- **Task objective**:
Retype, word for word, only the lines from the one with "pub fn is_empty(&self)" through the last line of the data below.

Stored items:

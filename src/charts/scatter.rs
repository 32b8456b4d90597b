use std::collections::BTreeMap;

use crate::data::model::ListingRecord;

/// Series name for listings without a condition.
pub const UNKNOWN_CONDITION: &str = "unknown";

/// One plotted listing. `model` and `model_year` are carried for hover text only.
#[derive(Debug, Clone, PartialEq)]
pub struct ScatterPoint {
    pub odometer: f64,
    pub price: f64,
    pub model: String,
    pub model_year: Option<i32>,
}

/// Points sharing one `condition` value; drawn in a single colour.
#[derive(Debug, Clone, PartialEq)]
pub struct ScatterSeries {
    pub condition: String,
    pub points: Vec<ScatterPoint>,
}

/// Price (y) against mileage (x), one series per condition in alphabetical order.
#[derive(Debug, Clone, PartialEq, Default)]
pub struct ScatterChart {
    pub series: Vec<ScatterSeries>,
}

impl ScatterChart {
    /// Rows missing either price or odometer are not plotted.
    pub fn build<'a>(records: impl IntoIterator<Item = &'a ListingRecord>) -> Self {
        let mut groups: BTreeMap<String, Vec<ScatterPoint>> = BTreeMap::new();
        for r in records {
            let (Some(price), Some(odometer)) = (r.price, r.odometer) else {
                continue;
            };
            let key = r
                .condition
                .clone()
                .unwrap_or_else(|| UNKNOWN_CONDITION.to_string());
            groups.entry(key).or_default().push(ScatterPoint {
                odometer,
                price,
                model: r.model.clone(),
                model_year: r.model_year,
            });
        }

        ScatterChart {
            series: groups
                .into_iter()
                .map(|(condition, points)| ScatterSeries { condition, points })
                .collect(),
        }
    }

    pub fn is_empty(&self) -> bool {
        self.series.is_empty()
    }

    pub fn point_count(&self) -> usize {
        self.series.iter().map(|s| s.points.len()).sum()
    }

    /// The point minimising `distance`, provided it is below `max_distance`.
    /// The shell passes a screen-space distance so hover works at any zoom.
    pub fn nearest(
        &self,
        distance: impl Fn(&ScatterPoint) -> f64,
        max_distance: f64,
    ) -> Option<(&ScatterSeries, &ScatterPoint)> {
        self.series
            .iter()
            .flat_map(|s| s.points.iter().map(move |p| (s, p)))
            .map(|(s, p)| (distance(p), s, p))
            .filter(|(d, _, _)| *d <= max_distance)
            .min_by(|a, b| a.0.total_cmp(&b.0))
            .map(|(_, s, p)| (s, p))
    }
}

impl ScatterPoint {
    /// Hover text: model, year, price and mileage.
    pub fn describe(&self, condition: &str) -> String {
        let year = self
            .model_year
            .map(|y| y.to_string())
            .unwrap_or_else(|| "?".to_string());
        format!(
            "{} ({year})\ncondition: {condition}\nprice: ${:.0}\nmileage: {:.0} mi",
            self.model, self.price, self.odometer
        )
    }
}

- **Written solution**:
    pub fn is_empty(&self) -> bool {
        self.series.is_empty()
    }

    pub fn point_count(&self) -> usize {
        self.series.iter().map(|s| s.points.len()).sum()
    }

    /// The point minimising `distance`, provided it is below `max_distance`.
    /// The shell passes a screen-space distance so hover works at any zoom.
    pub fn nearest(
        &self,
        distance: impl Fn(&ScatterPoint) -> f64,
        max_distance: f64,
    ) -> Option<(&ScatterSeries, &ScatterPoint)> {
        self.series
            .iter()
            .flat_map(|s| s.points.iter().map(move |p| (s, p)))
            .map(|(s, p)| (distance(p), s, p))
            .filter(|(d, _, _)| *d <= max_distance)
            .min_by(|a, b| a.0.total_cmp(&b.0))
            .map(|(_, s, p)| (s, p))
    }
}

impl ScatterPoint {
    /// Hover text: model, year, price and mileage.
    pub fn describe(&self, condition: &str) -> String {
        let year = self
            .model_year
            .map(|y| y.to_string())
            .unwrap_or_else(|| "?".to_string());
        format!(
            "{} ({year})\ncondition: {condition}\nprice: ${:.0}\nmileage: {:.0} mi",
            self.model, self.price, self.odometer
        )
    }
}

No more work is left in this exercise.